WORK ITEM:
Transcribe, word for word and without additions, each line below from the one containing "use berth_runtime::ExecRequest;" through the one containing "pub struct AgentService", both ends included.

MATERIAL FOR THE TASK:
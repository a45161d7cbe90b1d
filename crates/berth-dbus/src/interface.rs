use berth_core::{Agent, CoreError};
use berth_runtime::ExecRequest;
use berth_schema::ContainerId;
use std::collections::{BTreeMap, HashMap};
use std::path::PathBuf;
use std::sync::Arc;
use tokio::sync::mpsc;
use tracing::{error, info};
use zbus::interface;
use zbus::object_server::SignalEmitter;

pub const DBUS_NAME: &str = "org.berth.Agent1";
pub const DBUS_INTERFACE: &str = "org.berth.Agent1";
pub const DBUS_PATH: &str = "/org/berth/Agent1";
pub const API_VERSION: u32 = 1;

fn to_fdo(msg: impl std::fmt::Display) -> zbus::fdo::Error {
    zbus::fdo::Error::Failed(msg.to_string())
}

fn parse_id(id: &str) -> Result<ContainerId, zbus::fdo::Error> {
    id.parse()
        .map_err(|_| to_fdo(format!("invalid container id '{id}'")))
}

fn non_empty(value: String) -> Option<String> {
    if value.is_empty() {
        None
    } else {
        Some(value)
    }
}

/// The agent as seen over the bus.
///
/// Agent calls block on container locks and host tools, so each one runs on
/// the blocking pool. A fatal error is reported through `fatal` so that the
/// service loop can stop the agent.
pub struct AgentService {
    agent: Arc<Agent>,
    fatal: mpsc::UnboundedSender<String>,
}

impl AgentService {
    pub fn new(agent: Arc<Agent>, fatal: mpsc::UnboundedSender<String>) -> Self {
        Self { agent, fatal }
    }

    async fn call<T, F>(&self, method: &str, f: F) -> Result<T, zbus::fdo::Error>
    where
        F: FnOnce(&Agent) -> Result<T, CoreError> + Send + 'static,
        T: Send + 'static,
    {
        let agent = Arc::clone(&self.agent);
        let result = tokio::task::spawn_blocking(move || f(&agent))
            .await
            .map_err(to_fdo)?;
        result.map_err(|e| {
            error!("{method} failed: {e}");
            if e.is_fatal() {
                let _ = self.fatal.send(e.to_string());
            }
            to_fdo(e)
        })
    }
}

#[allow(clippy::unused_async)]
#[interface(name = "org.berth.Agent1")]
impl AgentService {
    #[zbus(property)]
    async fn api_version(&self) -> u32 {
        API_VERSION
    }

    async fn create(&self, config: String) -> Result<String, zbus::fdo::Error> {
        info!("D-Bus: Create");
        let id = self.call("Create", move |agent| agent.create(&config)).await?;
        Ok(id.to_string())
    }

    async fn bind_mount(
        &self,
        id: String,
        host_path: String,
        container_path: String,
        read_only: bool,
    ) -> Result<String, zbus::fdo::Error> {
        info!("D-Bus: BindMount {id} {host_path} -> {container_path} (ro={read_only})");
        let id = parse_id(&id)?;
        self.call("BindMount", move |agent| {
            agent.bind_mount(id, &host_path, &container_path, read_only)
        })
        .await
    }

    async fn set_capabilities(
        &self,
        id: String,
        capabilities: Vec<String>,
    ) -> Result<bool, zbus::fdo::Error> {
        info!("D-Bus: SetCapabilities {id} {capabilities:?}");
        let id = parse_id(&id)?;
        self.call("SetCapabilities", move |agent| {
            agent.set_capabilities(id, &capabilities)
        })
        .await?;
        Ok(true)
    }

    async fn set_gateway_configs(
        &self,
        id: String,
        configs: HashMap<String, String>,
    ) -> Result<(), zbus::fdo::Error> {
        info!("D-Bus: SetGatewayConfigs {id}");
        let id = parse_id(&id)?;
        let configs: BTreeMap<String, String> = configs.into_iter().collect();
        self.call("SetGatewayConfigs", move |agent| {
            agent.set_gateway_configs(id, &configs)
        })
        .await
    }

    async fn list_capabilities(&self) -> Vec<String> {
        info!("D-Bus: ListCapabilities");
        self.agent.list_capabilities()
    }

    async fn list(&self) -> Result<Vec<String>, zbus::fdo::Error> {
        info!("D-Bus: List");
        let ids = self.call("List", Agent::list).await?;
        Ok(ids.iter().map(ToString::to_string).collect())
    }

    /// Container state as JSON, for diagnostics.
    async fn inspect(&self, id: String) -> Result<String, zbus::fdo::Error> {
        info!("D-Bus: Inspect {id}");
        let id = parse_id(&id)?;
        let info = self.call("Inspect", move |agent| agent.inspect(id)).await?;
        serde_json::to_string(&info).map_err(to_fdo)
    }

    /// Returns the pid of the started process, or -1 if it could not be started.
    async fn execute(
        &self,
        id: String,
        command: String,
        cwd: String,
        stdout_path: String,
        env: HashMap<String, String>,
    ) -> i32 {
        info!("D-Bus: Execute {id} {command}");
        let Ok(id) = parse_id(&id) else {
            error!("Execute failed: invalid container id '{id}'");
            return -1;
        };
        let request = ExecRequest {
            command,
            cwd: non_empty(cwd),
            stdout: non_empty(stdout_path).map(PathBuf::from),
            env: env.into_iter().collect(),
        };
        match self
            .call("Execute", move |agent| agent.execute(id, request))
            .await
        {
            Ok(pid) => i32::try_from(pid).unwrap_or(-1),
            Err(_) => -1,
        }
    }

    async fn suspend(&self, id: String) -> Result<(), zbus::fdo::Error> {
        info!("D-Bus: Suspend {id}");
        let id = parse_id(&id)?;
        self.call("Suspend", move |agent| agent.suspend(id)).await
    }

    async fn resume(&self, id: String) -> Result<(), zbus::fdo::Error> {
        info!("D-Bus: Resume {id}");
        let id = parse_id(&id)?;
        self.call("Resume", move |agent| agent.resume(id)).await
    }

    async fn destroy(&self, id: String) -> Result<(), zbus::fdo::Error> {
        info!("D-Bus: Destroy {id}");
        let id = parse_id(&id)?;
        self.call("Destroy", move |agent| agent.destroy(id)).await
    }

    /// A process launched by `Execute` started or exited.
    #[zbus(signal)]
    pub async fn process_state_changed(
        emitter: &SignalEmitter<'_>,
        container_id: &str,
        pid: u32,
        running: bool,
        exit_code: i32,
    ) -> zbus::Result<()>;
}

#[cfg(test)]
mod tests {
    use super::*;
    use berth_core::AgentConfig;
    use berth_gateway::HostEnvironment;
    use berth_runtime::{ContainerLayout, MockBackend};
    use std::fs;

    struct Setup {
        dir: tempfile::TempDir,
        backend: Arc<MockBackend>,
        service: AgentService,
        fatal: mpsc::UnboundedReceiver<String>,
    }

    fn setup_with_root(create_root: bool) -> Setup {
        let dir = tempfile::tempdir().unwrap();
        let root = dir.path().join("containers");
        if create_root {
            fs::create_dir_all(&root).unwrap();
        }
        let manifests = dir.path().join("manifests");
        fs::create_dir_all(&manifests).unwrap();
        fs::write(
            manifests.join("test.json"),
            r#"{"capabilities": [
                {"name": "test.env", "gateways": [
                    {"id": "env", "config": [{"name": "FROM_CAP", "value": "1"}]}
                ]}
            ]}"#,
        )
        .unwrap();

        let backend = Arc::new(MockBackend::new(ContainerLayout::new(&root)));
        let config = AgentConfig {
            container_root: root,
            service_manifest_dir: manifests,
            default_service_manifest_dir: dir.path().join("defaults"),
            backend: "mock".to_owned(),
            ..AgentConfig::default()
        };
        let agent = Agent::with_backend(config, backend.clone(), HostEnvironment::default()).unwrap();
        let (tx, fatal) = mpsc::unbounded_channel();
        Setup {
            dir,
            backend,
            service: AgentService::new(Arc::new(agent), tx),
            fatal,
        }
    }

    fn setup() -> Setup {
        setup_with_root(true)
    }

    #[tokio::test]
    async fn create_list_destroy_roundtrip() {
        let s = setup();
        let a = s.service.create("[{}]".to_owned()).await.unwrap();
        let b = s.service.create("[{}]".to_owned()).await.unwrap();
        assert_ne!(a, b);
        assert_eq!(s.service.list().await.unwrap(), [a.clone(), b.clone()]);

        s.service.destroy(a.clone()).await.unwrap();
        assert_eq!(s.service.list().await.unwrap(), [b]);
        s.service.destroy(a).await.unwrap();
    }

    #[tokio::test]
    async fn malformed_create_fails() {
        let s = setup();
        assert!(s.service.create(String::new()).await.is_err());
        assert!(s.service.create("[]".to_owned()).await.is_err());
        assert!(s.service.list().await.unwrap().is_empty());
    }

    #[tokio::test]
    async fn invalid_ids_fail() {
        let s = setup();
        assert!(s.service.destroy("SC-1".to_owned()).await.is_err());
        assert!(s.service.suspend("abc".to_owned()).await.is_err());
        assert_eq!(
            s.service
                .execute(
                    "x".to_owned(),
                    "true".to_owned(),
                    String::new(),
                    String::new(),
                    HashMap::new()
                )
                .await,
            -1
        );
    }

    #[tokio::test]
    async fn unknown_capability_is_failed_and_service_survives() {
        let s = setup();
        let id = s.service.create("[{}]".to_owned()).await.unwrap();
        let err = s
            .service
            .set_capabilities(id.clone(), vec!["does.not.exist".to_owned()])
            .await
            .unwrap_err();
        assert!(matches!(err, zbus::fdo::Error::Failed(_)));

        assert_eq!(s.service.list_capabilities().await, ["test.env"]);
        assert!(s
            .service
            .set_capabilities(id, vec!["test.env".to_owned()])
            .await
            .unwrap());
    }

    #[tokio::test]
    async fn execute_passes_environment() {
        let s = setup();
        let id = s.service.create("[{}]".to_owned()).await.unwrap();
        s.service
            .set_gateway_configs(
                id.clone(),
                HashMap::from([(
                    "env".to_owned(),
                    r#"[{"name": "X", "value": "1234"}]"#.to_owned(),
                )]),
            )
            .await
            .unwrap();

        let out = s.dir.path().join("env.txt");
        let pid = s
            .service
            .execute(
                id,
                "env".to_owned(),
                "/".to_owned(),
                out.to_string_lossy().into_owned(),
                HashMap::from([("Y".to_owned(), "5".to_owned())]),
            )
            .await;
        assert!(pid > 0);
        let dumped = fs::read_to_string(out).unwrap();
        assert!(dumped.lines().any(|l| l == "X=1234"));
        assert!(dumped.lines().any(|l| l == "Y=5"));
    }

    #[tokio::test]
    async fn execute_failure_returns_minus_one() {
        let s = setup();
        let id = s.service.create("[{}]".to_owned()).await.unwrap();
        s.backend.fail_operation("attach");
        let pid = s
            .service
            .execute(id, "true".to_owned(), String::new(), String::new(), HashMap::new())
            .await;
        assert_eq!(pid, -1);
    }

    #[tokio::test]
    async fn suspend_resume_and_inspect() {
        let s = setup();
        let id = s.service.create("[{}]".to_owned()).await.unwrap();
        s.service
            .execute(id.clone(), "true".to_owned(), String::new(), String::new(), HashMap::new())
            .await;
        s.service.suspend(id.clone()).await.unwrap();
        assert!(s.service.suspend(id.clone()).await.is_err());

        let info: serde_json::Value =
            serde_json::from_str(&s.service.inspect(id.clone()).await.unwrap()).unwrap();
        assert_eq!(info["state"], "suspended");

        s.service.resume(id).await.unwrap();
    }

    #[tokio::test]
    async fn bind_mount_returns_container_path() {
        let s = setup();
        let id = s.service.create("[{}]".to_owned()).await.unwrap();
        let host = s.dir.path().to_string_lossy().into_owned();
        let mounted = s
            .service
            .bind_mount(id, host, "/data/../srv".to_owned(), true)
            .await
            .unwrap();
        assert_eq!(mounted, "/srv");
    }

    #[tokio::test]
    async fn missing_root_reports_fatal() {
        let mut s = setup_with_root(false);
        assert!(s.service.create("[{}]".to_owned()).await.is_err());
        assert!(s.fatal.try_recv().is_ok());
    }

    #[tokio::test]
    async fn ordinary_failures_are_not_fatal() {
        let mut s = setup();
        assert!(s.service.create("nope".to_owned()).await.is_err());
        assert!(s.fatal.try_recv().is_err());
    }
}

EXERCISE RESPONSE:
use berth_runtime::ExecRequest;
use berth_schema::ContainerId;
use std::collections::{BTreeMap, HashMap};
use std::path::PathBuf;
use std::sync::Arc;
use tokio::sync::mpsc;
use tracing::{error, info};
use zbus::interface;
use zbus::object_server::SignalEmitter;

pub const DBUS_NAME: &str = "org.berth.Agent1";
pub const DBUS_INTERFACE: &str = "org.berth.Agent1";
pub const DBUS_PATH: &str = "/org/berth/Agent1";
pub const API_VERSION: u32 = 1;

fn to_fdo(msg: impl std::fmt::Display) -> zbus::fdo::Error {
    zbus::fdo::Error::Failed(msg.to_string())
}

fn parse_id(id: &str) -> Result<ContainerId, zbus::fdo::Error> {
    id.parse()
        .map_err(|_| to_fdo(format!("invalid container id '{id}'")))
}

fn non_empty(value: String) -> Option<String> {
    if value.is_empty() {
        None
    } else {
        Some(value)
    }
}

/// The agent as seen over the bus.
///
/// Agent calls block on container locks and host tools, so each one runs on
/// the blocking pool. A fatal error is reported through `fatal` so that the
/// service loop can stop the agent.
pub struct AgentService {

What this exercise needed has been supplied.